Г-н Гончаров, подобно Пушкину, по преимуществу художник; у него форма преобладает над идеей, или, лучше сказать, идея так тесно слита с формою, что трудно отделить одну от другой, что жаль разорвать эту тесную связь духа и тела: вы даже не вдруг заметите присутствие идеи, так полно поглощена она формою. Из этого наружного, кажущегося преобладания формы проистекают удивительная рельефность характеров, обилие и полнота образов, богатство поэтических картин и художественное воспроизведение природы. И все эти качества вы найдете в г-не Гончарове, как и в Пушкине, хотя не в равной степени. Кроме того, оба писателя глубоко проникнуты народностию, можно сказать, дышат ею: характеры, ими созданные, быт, природа, ими описываемые, вполне и чисто русские. Все лица, ими выведенные, живьем выхвачены из русской жизни… <…>
…Два отдельных романа развиваются в «Обыкновенной истории»; каждый из них имеет своего героя, свою завязку, свой ход, свою развязку, а между тем они тесно связаны между собою, взаимно дополняются, поясняются один другим. Разговоры дяди с племянником составляют мотив, связывающий все, мотив, около которого развиваются, сходятся, переплетаются обстоятельства и лица, как вариации около темы. <…>
«…он [роман] имеет и свою слабую сторону, которая, впрочем, почти всегда соединена с строгою соразмерностию целого и частей, составляющею отличительный характер «Обыкновенной истории». Это — холодность, безучастие автора к судьбе своих созданий: ни одно из лиц романа не согрето особенною теплотою, ни одно из них не оживлено сочувствием: автор как будто стыдится высказать свои чувства, свои мысли, свои убеждения и с гордым равнодушием смотрит на созданный им мир. Этот недостаток отчасти выкупается в «Обыкновенной истории» легким оттенком насмешки и потому не так заметен…»

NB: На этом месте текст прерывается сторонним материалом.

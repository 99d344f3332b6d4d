//! Prompt seam between the wizard logic and whatever renders questions.
//!
//! Flows only ever talk to `&mut dyn Prompter`; the CLI supplies a terminal
//! implementation and tests supply [`ScriptedPrompter`] (behind the
//! `test-support` feature).

use thiserror::Error;

#[derive(Debug, Error)]
pub enum PromptError {
    /// The user aborted the prompt (Esc / Ctrl-C).
    #[error("cancelled by user")]
    Cancelled,

    /// The prompt backend failed (no TTY, I/O error, exhausted script).
    #[error("prompt failed: {0}")]
    Backend(String),
}

/// Input validator: `Err(message)` re-prompts with `message`.
pub type Validator = fn(&str) -> Result<(), String>;

#[derive(Debug, Clone)]
pub struct TextPrompt {
    pub message: String,
    pub initial: Option<String>,
    pub validate: Option<Validator>,
}

impl TextPrompt {
    pub fn new(message: impl Into<String>) -> Self {
        Self {
            message: message.into(),
            initial: None,
            validate: None,
        }
    }

    pub fn initial(mut self, value: impl Into<String>) -> Self {
        self.initial = Some(value.into());
        self
    }

    pub fn validate(mut self, validator: Validator) -> Self {
        self.validate = Some(validator);
        self
    }
}

/// One option of a select/multiselect prompt.
#[derive(Debug, Clone, PartialEq, Eq)]
pub struct Choice {
    pub value: String,
    pub label: String,
    pub hint: Option<String>,
}

impl Choice {
    pub fn new(value: impl Into<String>, label: impl Into<String>) -> Self {
        Self {
            value: value.into(),
            label: label.into(),
            hint: None,
        }
    }

    pub fn hint(mut self, hint: impl Into<String>) -> Self {
        self.hint = Some(hint.into());
        self
    }
}

pub trait Prompter {
    /// Titled informational block.
    fn note(&mut self, title: &str, body: &str);

    /// Plain progress line.
    fn log(&mut self, line: &str);

    /// Error line shown to the user.
    fn error(&mut self, line: &str);

    fn text(&mut self, prompt: TextPrompt) -> Result<String, PromptError>;

    /// Hidden input; must be non-empty.
    fn password(&mut self, message: &str) -> Result<String, PromptError>;

    fn confirm(&mut self, message: &str, default: bool) -> Result<bool, PromptError>;

    /// Returns the `value` of the chosen option.
    fn select(
        &mut self,
        message: &str,
        choices: &[Choice],
        initial: Option<&str>,
    ) -> Result<String, PromptError>;

    /// Returns the `value`s of the chosen options.
    fn multiselect(&mut self, message: &str, choices: &[Choice]) -> Result<Vec<String>, PromptError>;
}

pub fn validate_required(value: &str) -> Result<(), String> {
    if value.trim().is_empty() {
        Err("Required".to_string())
    } else {
        Ok(())
    }
}

pub fn validate_port(value: &str) -> Result<(), String> {
    parse_port(value).map(|_| ())
}

/// Parse a TCP port in 1..=65535.
pub fn parse_port(value: &str) -> Result<u16, String> {
    match value.trim().parse::<u16>() {
        Ok(0) | Err(_) => Err("Invalid port".to_string()),
        Ok(port) => Ok(port),
    }
}

#[cfg(any(test, feature = "test-support"))]
pub use scripted::{Answer, ScriptedPrompter};

#[cfg(any(test, feature = "test-support"))]
mod scripted {
    use std::collections::VecDeque;

    use super::{Choice, PromptError, Prompter, TextPrompt};

    /// Canned answer consumed by the next prompt.
    #[derive(Debug, Clone, PartialEq, Eq)]
    pub enum Answer {
        Text(String),
        Confirm(bool),
        Select(String),
        Multi(Vec<String>),
        Cancel,
    }

    /// Prompter that replays a script and records everything shown.
    #[derive(Debug, Default)]
    pub struct ScriptedPrompter {
        answers: VecDeque<Answer>,
        pub asked: Vec<String>,
        pub notes: Vec<(String, String)>,
        pub logs: Vec<String>,
        pub errors: Vec<String>,
    }

    impl ScriptedPrompter {
        pub fn new(answers: impl IntoIterator<Item = Answer>) -> Self {
            Self {
                answers: answers.into_iter().collect(),
                ..Self::default()
            }
        }

        pub fn remaining(&self) -> usize {
            self.answers.len()
        }

        /// True if any note title or body contains `needle`.
        pub fn noted(&self, needle: &str) -> bool {
            self.notes
                .iter()
                .any(|(title, body)| title.contains(needle) || body.contains(needle))
        }

        fn next(&mut self, message: &str) -> Result<Answer, PromptError> {
            self.asked.push(message.to_string());
            match self.answers.pop_front() {
                Some(Answer::Cancel) => Err(PromptError::Cancelled),
                Some(answer) => Ok(answer),
                None => Err(PromptError::Backend(format!("script exhausted at '{message}'"))),
            }
        }

        fn mismatch(message: &str, answer: &Answer) -> PromptError {
            PromptError::Backend(format!("unexpected answer {answer:?} for '{message}'"))
        }
    }

    impl Prompter for ScriptedPrompter {
        fn note(&mut self, title: &str, body: &str) {
            self.notes.push((title.to_string(), body.to_string()));
        }

        fn log(&mut self, line: &str) {
            self.logs.push(line.to_string());
        }

        fn error(&mut self, line: &str) {
            self.errors.push(line.to_string());
        }

        fn text(&mut self, prompt: TextPrompt) -> Result<String, PromptError> {
            match self.next(&prompt.message)? {
                Answer::Text(value) => {
                    if let Some(validate) = prompt.validate {
                        validate(&value).map_err(PromptError::Backend)?;
                    }
                    Ok(value)
                }
                other => Err(Self::mismatch(&prompt.message, &other)),
            }
        }

        fn password(&mut self, message: &str) -> Result<String, PromptError> {
            match self.next(message)? {
                Answer::Text(value) if !value.trim().is_empty() => Ok(value),
                other => Err(Self::mismatch(message, &other)),
            }
        }

        fn confirm(&mut self, message: &str, _default: bool) -> Result<bool, PromptError> {
            match self.next(message)? {
                Answer::Confirm(value) => Ok(value),
                other => Err(Self::mismatch(message, &other)),
            }
        }

        fn select(
            &mut self,
            message: &str,
            choices: &[Choice],
            _initial: Option<&str>,
        ) -> Result<String, PromptError> {
            match self.next(message)? {
                Answer::Select(value) if choices.iter().any(|c| c.value == value) => Ok(value),
                other => Err(Self::mismatch(message, &other)),
            }
        }

        fn multiselect(
            &mut self,
            message: &str,
            choices: &[Choice],
        ) -> Result<Vec<String>, PromptError> {
            match self.next(message)? {
                Answer::Multi(values)
                    if values.iter().all(|v| choices.iter().any(|c| &c.value == v)) =>
                {
                    Ok(values)
                }
                other => Err(Self::mismatch(message, &other)),
            }
        }
    }
}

(неизвестный автор, обзор «Сигналы литературные» в журнале «Пантеон и репертуар русской сцены», 1848 г., т.II, кн.4, отд. IV)
В. П. Боткин (известный врач):
«…повесть Гончарова просто поразила меня своею свежестью и простотою. <…> …Я не в силах был оставить книги и прочел ее, как будто в жаркий летний день съел мороженого, от которого внутри остается самая отрадная прохлада, а во рту аромат плода, из которого оно сделано.
Этой изящной легкости и мастерству рассказа я в русской литературе не знаю ничего подобного. И как все это ново, свежо, оригинально. …Особенное ее [повести] достоинство заключается в отсутствии (не одного только) семинарства — (а именно) литературщины и литераторства. И как это умно, и дельно, и тонко. <…>
Гончаров, по мне, превосходный беллетрист, но не художник; именно эта очаровательная легкость, эта неотразимая читаемость суть признаки высокого беллетристического таланта. <…> Ты замечаешь, какой удар повесть Гончарова нанесет романтизму — и справедливо; а мне также кажется, что от нее и не очень поздоровится арифметическому здравому смыслу: словом, она бьет обе эти крайности. Я ничего не знаю умнее этого романа.»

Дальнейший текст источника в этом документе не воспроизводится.